_Stored data entries_.
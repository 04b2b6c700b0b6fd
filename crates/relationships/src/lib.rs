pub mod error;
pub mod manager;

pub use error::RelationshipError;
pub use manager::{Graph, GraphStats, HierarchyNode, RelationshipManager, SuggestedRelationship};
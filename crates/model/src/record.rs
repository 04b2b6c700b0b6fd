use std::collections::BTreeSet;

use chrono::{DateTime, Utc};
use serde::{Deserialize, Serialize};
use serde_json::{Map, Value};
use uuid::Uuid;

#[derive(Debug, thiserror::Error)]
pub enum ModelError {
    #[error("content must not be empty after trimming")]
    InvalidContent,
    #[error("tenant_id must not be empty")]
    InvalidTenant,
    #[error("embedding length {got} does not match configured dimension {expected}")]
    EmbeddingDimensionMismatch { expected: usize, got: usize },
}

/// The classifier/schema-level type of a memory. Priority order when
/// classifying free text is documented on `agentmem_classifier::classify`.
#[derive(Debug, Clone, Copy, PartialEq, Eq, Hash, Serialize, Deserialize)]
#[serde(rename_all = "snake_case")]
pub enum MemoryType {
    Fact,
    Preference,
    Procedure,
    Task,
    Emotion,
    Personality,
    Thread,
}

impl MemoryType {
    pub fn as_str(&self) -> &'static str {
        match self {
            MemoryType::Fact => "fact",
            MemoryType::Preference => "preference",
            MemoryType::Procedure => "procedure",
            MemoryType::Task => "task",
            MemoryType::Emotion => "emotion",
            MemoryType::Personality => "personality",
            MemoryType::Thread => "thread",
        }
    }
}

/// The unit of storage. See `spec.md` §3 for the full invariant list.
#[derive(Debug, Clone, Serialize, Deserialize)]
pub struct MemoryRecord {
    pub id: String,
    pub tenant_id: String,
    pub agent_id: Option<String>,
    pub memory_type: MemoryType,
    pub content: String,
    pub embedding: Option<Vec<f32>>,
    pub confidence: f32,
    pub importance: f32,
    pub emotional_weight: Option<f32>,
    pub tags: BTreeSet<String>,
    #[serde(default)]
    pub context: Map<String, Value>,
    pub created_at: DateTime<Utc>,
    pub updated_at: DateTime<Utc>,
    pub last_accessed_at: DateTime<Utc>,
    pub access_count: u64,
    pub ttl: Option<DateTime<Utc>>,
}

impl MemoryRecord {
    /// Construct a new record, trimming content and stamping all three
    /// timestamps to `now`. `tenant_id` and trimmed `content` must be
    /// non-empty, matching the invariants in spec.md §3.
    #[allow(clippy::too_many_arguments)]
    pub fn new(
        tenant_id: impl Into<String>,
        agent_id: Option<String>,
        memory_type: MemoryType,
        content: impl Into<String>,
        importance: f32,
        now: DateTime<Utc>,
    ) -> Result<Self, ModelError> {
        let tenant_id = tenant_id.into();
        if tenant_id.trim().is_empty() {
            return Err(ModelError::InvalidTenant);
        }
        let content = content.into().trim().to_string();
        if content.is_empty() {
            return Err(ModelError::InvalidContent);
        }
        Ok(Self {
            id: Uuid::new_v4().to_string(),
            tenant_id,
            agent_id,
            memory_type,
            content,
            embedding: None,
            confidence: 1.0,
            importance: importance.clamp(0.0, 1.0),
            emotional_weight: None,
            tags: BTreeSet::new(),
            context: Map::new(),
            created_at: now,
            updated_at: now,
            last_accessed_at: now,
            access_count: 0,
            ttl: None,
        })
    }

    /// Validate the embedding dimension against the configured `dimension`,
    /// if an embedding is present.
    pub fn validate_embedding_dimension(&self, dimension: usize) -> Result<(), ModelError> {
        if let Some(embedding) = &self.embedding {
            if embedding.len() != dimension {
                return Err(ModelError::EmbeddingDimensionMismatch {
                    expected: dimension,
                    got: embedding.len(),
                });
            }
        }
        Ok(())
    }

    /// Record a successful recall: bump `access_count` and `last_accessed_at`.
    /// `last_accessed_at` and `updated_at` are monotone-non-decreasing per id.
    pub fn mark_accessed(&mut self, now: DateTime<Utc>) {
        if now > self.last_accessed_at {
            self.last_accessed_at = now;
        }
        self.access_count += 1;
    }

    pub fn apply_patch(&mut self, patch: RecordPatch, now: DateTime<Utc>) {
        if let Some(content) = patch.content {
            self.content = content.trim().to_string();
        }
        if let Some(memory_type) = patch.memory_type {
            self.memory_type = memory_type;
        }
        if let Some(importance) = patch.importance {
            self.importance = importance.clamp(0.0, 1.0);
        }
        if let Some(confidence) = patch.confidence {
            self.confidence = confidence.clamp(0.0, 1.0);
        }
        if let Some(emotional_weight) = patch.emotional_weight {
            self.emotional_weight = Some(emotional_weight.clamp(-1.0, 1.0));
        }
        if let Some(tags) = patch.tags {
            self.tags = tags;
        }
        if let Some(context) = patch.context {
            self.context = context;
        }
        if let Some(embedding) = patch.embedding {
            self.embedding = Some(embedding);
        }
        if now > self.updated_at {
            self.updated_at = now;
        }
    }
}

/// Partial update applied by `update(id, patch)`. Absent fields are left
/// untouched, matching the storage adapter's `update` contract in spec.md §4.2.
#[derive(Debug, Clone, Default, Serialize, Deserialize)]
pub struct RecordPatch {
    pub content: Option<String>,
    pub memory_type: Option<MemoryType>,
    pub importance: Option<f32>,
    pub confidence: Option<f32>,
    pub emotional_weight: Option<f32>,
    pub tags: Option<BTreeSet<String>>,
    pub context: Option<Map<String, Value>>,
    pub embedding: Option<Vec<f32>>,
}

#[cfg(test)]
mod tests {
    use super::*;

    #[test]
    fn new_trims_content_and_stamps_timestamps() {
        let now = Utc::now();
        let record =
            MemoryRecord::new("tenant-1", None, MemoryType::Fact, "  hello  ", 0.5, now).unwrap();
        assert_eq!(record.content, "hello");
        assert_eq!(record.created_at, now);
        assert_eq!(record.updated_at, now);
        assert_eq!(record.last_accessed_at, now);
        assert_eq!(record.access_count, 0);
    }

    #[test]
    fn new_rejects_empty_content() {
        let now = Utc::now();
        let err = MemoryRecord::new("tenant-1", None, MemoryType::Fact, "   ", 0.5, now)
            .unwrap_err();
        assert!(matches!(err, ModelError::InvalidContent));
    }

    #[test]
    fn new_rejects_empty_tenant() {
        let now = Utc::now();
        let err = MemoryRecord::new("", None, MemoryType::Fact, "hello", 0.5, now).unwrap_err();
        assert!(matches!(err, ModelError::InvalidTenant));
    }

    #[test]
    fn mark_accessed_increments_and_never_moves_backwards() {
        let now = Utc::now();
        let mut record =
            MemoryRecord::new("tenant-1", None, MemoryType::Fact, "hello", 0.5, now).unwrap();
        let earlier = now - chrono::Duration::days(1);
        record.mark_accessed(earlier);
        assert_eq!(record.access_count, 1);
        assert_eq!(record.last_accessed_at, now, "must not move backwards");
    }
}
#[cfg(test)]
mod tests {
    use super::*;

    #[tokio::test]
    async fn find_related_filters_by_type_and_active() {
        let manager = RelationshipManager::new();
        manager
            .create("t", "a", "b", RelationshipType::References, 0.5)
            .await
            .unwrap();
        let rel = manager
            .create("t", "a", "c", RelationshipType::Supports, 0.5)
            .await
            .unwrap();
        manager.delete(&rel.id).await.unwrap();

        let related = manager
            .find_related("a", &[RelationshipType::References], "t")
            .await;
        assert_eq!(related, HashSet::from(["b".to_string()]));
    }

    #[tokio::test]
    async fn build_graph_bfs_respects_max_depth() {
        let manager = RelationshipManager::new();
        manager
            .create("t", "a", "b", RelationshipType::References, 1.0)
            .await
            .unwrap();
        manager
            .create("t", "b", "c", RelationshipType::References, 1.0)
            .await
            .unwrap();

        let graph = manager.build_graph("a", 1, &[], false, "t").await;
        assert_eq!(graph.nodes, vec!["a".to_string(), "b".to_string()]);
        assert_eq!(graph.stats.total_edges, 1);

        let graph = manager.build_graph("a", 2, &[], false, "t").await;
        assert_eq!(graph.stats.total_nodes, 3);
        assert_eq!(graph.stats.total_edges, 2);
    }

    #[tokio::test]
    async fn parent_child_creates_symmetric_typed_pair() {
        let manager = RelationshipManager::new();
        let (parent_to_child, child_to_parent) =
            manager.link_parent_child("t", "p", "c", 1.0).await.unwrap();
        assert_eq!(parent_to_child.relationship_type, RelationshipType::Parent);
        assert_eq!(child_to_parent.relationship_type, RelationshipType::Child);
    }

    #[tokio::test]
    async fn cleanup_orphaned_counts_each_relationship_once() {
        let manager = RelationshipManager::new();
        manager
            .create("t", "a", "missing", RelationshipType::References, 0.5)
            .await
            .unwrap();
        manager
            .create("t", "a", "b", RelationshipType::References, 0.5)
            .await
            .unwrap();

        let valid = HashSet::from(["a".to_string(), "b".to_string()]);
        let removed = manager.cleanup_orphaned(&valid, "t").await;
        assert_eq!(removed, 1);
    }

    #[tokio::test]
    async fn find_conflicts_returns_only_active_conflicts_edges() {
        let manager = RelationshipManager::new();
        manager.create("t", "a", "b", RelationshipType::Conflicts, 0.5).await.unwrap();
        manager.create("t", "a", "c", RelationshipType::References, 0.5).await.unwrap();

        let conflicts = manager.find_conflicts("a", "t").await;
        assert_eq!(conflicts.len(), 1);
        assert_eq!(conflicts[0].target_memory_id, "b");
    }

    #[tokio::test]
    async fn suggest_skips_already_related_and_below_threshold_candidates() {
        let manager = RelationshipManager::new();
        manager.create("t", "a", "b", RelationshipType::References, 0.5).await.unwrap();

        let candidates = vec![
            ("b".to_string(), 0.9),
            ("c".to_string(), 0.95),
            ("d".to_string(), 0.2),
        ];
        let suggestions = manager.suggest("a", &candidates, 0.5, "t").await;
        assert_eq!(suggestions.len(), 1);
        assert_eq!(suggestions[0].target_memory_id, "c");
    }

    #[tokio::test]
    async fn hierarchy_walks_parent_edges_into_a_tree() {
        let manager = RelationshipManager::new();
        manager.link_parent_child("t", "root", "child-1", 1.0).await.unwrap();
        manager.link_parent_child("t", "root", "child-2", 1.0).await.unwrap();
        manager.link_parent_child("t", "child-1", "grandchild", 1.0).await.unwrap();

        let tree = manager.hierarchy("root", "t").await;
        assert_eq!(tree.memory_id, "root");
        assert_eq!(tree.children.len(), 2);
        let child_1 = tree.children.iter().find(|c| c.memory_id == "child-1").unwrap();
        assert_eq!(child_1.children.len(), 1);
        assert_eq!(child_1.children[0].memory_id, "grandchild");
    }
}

_Instructions to follow_. What is wanted is every line from the first line of the entries through the line that contains "filename crates/model/src/record.rs", given again exactly.

_Answer to the problem_.
repository 04b2b6c700b0b6fd
filename crates/relationships/src/lib.rs
pub mod error;
pub mod manager;

pub use error::RelationshipError;
pub use manager::{Graph, GraphStats, HierarchyNode, RelationshipManager, SuggestedRelationship};
filename crates/model/src/record.rs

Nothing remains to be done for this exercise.